Once avoided as a money-loser, person-to-person payments are picking up momentum, with Discover Financial Services as the latest entrant. Discover’s Money Messenger service, which went live Monday, allows cardholders to send cash to anyone with a PayPal account. Recipients who aren’t PayPal customers can set up an account quickly via a streamlined process, PayPal says.
With the service, which Discover is offering free, senders initiate transactions with a recipient’s e-mail address or mobile-phone number, and transactions show up on senders’ statements as if they were ordinary purchases and count toward rewards points. Funds are available to payees immediately, with PayPal fronting the cash and then waiting for settlement via the automated clearing house network.
Mike Boush, vice president for e-business at Riverwoods, Ill.-based Discover, tells Digital Transactions News he tested the service last weekend, just prior to launch. “The entire transaction was delivered in seconds,” he says. He won’t say whether usage so far is meeting expectations. “We track usage but it’s way too soon to tell,” he says. “We haven’t marketed it aggressively at all.”
Banks historically shunned P2P, arguing the service couldn’t generate enough volume to justify development and operating costs. But over the past year or so, banks and bank processors have adopted P2P as a way to pick up volume still relegated to cash and checks, and lately the card networks have begun to move into the market. American Express Co.’s new Serve unit offers P2P payments, and Visa Inc. recently agreed to offer P2P transfers to its cardholders through two rival services, ZashPay from Fiserv Inc. and Popmoney from CashEdge Inc. But unlike the Visa service, Money Messenger doesn’t send cash to a recipient’s card account, opening the service to a broader range of potential payees, Boush argues. “You just tell me your mobile-phone number or your e-mail address,” he says. “It would defeat the purpose of P2P” for senders to worry about whether payees are Discover cardholders, he adds.

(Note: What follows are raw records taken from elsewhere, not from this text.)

//! Minimal plugin showing how custom blocks, events and commands are wired.
//!
//! Two blocks are embedded statically and one is allocated at load time. All
//! three are defined in every world, including worlds added later. Chat can be
//! promoted to announcements with `/atoggle`.

use anyhow::Result;
use proto::{BasicParams, BlockId, BlockParams, DrawMode, ExtendedParams, MessageType, ParamKind, Solidity, WalkSound};
use std::sync::atomic::{AtomicBool, Ordering};
use std::sync::Arc;
use tessel::{
    BlockDef, CommandBunch, CommandBunchHandle, CommandFailure, CommandFlags, DefHandle, EventBunch,
    EventBunchHandle, Plugin, PluginInfo, Server, WorldId,
};

/// Shown to clients without custom block support
pub const FALLBACK_BLOCK_ID: BlockId = 1;
pub const FALLBACK_BLOCK_ID_EXT: BlockId = 2;

pub const BLOCK_ID: BlockId = 47;
pub const BLOCK_ID_EXT: BlockId = 48;
pub const BLOCK_ID_DYN: BlockId = 49;

pub static MY_BLOCK: BlockDef = BlockDef::new_static(
    "My test block",
    FALLBACK_BLOCK_ID,
    BlockParams::Basic(BasicParams {
        solidity: Solidity::Solid,
        move_speed: 255,
        top_tex: 8,
        side_tex: 14,
        bottom_tex: 80,
        transmits_light: false,
        walk_sound: WalkSound::Stone,
        full_bright: false,
        shape: 8,
        draw_mode: DrawMode::Opaque,
        fog_density: 0,
        fog_r: 0,
        fog_g: 0,
        fog_b: 0,
    }),
);

pub static MY_EXTENDED_BLOCK: BlockDef = BlockDef::new_static(
    "My extended test block",
    FALLBACK_BLOCK_ID_EXT,
    BlockParams::Extended(ExtendedParams {
        solidity: Solidity::Swim,
        move_speed: 10,
        top_tex: 17,
        left_tex: 37,
        right_tex: 53,
        front_tex: 51,
        back_tex: 35,
        bottom_tex: 49,
        transmits_light: false,
        walk_sound: WalkSound::Grass,
        full_bright: false,
        min_x: 10,
        min_y: 10,
        min_z: 10,
        max_x: 13,
        max_y: 13,
        max_z: 13,
        draw_mode: DrawMode::Opaque,
        fog_density: 127,
        fog_r: 0,
        fog_g: 0,
        fog_b: 0,
    }),
);

pub const DYNAMIC_BLOCK_NAME: &str = "My dynamic test block";

/// Whether player chat is promoted to announcements
#[derive(Debug, Default)]
pub struct AnnounceToggle(AtomicBool);

impl AnnounceToggle {
    pub fn is_enabled(&self) -> bool {
        self.0.load(Ordering::Relaxed)
    }

    /// Flip the toggle and return the new value.
    pub fn toggle(&self) -> bool {
        !self.0.fetch_xor(true, Ordering::Relaxed)
    }
}

/// Handles of the definitions this plugin installed
#[derive(Debug, Clone, Copy, PartialEq, Eq)]
pub struct PluginBlocks {
    pub basic: DefHandle,
    pub extended: DefHandle,
    pub dynamic: DefHandle,
}

impl PluginBlocks {
    fn install(server: &mut Server) -> Result<Self> {
        let defs = server.blocks_mut();
        let basic = defs.insert_static(&MY_BLOCK);
        let extended = defs.insert_static(&MY_EXTENDED_BLOCK);

        let dynamic = defs.allocate(DYNAMIC_BLOCK_NAME, ParamKind::Basic);
        let def = defs.get_mut(dynamic)?;
        def.fallback = FALLBACK_BLOCK_ID;
        def.params = BlockParams::Basic(BasicParams {
            solidity: Solidity::Solid,
            move_speed: 128,
            top_tex: 4,
            side_tex: 4,
            bottom_tex: 4,
            walk_sound: WalkSound::Wood,
            shape: 16,
            ..BasicParams::ZEROED
        });

        Ok(Self { basic, extended, dynamic })
    }

    /// Sync order and placement of every definition
    pub fn placements(&self) -> [(BlockId, DefHandle); 3] {
        [(BLOCK_ID, self.basic), (BLOCK_ID_EXT, self.extended), (BLOCK_ID_DYN, self.dynamic)]
    }

    fn define_in(&self, server: &mut Server, world: WorldId) {
        for (id, handle) in self.placements() {
            if let Err(e) = server.define_block(world, id, handle) {
                tracing::debug!("Block {} left out of {}: {}", id, world, e);
            }
        }
    }

    fn sync(&self, server: &mut Server) -> Result<()> {
        for (_, handle) in self.placements() {
            server.update_definition(handle)?;
        }
        Ok(())
    }
}

/// Sample plugin exercising blocks, events and commands
#[derive(Debug, Default)]
pub struct TestPlugin {
    toggle: Arc<AnnounceToggle>,
    blocks: Option<PluginBlocks>,
    events: Option<EventBunchHandle>,
    commands: Option<CommandBunchHandle>,
}

impl TestPlugin {
    pub fn new() -> Self {
        Self::default()
    }

    pub fn toggle(&self) -> &Arc<AnnounceToggle> {
        &self.toggle
    }

    pub fn blocks(&self) -> Option<PluginBlocks> {
        self.blocks
    }

    fn events(&self, blocks: PluginBlocks) -> EventBunch {
        let toggle = Arc::clone(&self.toggle);

        EventBunch::new()
            .on_message(move |_, message| {
                if toggle.is_enabled() {
                    message.kind = MessageType::Announcement;
                }
            })
            .on_world_added(move |server, world| {
                blocks.define_in(server, world);
                if let Err(e) = blocks.sync(server) {
                    tracing::warn!("Failed to sync test blocks for {}: {}", world, e);
                }
            })
    }

    fn commands(&self) -> CommandBunch {
        let toggle = Arc::clone(&self.toggle);

        CommandBunch::new()
            .command("PlugTest", CommandFlags::NONE, "Checks that the test plugin is loaded", |ctx| {
                ctx.reply("This command registered by testplugin.");
                Ok(())
            })
            .command("Atoggle", CommandFlags::OP, "Toggles announce chat", move |ctx| {
                let state = if toggle.toggle() { "&aenabled" } else { "&cdisabled" };
                ctx.reply(&format!("Announce chat {}", state));
                Ok(())
            })
            .command("Announce", CommandFlags::OP, "Sends an announcement to everyone", |ctx| {
                let Some(text) = ctx.args else {
                    return Err(CommandFailure);
                };
                ctx.server.broadcast(MessageType::Announcement, text);
                ctx.reply("Announcement sent.");
                Ok(())
            })
            .command("SelfDestroy", CommandFlags::NONE, "Unregisters itself", |ctx| {
                let name = ctx.command.to_owned();
                ctx.server.commands_mut().unregister(&name);
                ctx.reply("This command can no longer be called");
                Ok(())
            })
            .command("ClientOnly", CommandFlags::CLIENT, "Can only be called by players", |ctx| {
                ctx.reply(&format!("Client-only command called by {}", ctx.caller_name()));
                Ok(())
            })
    }
}

impl Plugin for TestPlugin {
    fn info(&self) -> PluginInfo {
        PluginInfo::new("testplugin", semver::Version::new(1, 0, 0))
            .with_description("Custom blocks, announce chat and a handful of test commands")
    }

    fn load(&mut self, server: &mut Server) -> Result<()> {
        let blocks = PluginBlocks::install(server)?;
        self.blocks = Some(blocks);

        self.events = Some(server.events_mut().register_bunch(self.events(blocks)));
        self.commands = Some(server.commands_mut().register_bunch(self.commands())?);

        // Worlds loaded before the plugin never fire WorldAdded for it
        for world in server.world_ids() {
            blocks.define_in(server, world);
        }
        blocks.sync(server)?;

        tracing::info!("Test plugin loaded");
        Ok(())
    }

    fn unload(&mut self, server: &mut Server, force: bool) -> bool {
        if let Some(events) = self.events.take() {
            server.events_mut().unregister_bunch(events);
        }
        if let Some(commands) = self.commands.take() {
            server.commands_mut().unregister_bunch(commands);
        }

        if let Some(blocks) = self.blocks.take() {
            for (_, handle) in blocks.placements() {
                if server.undefine_global(handle).is_err() {
                    continue;
                }
                if let Ok(report) = server.update_definition(handle) {
                    tracing::debug!("Retracted {}: {} removals, {:?}", handle, report.removed, report.reclaimed);
                }
            }
        }

        tracing::info!("Test plugin unloaded (force: {})", force);
        true
    }
}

Discover represents the largest announced client yet for PayPal, which has been offering P2P processing to banks since opening its platform to outside developers in 2009. Two bank-solutions vendors, Fidelity National Information Services Inc. and S1 Corp., developed P2P processing services for PayPal’s platform.
Money Messenger allows Discover “to crack the cash market, the check market, a market that’s been off-limits to card issuers” says Dan Schatt, senior director and head of financial innovations at San Jose, Calif.-based PayPal. “Now [Discover] can claim they’re accepted at more places than anyone in the world.”
But Boush says the new service isn’t intended to boost volume on Discover’s network so much as to meet cardholders’ needs and thus win their loyalty. “If we provide services that are remarkable, customers will talk about them and they will make us their primary card,” he says.
That customer need, says Boush, is to find a way to track cash transactions, something he says Discover found out a few years ago when it launched an online budgeting tool called the Spend Analyzer, which was limited to card spending. “Customers said, ‘I love it, but how do I get more of my spend captured by this tool?’” Those queries, Boush says, lent impetus to the idea of allowing cardholders to electronify a wider range of transactions.
Boush says Discover could have built its own solution, but decided to go with PayPal after the processor opened its platform and began courting potential clients in financial services. “It seemed strategically sound,” he says, to do a deal with a partner with a strong, established position in the P2P market. While critics have decried the idea of banking companies working with PayPal, fearing that their customers will ultimately become PayPal customers, Boush says Discover wasn’t deterred. That’s because the two companies have different business models, he says. “Our business model is to take spending already occurring and offer a value proposition that offers rewards and the ability to pay over time,” he notes. “That is not in conflict with PayPal.”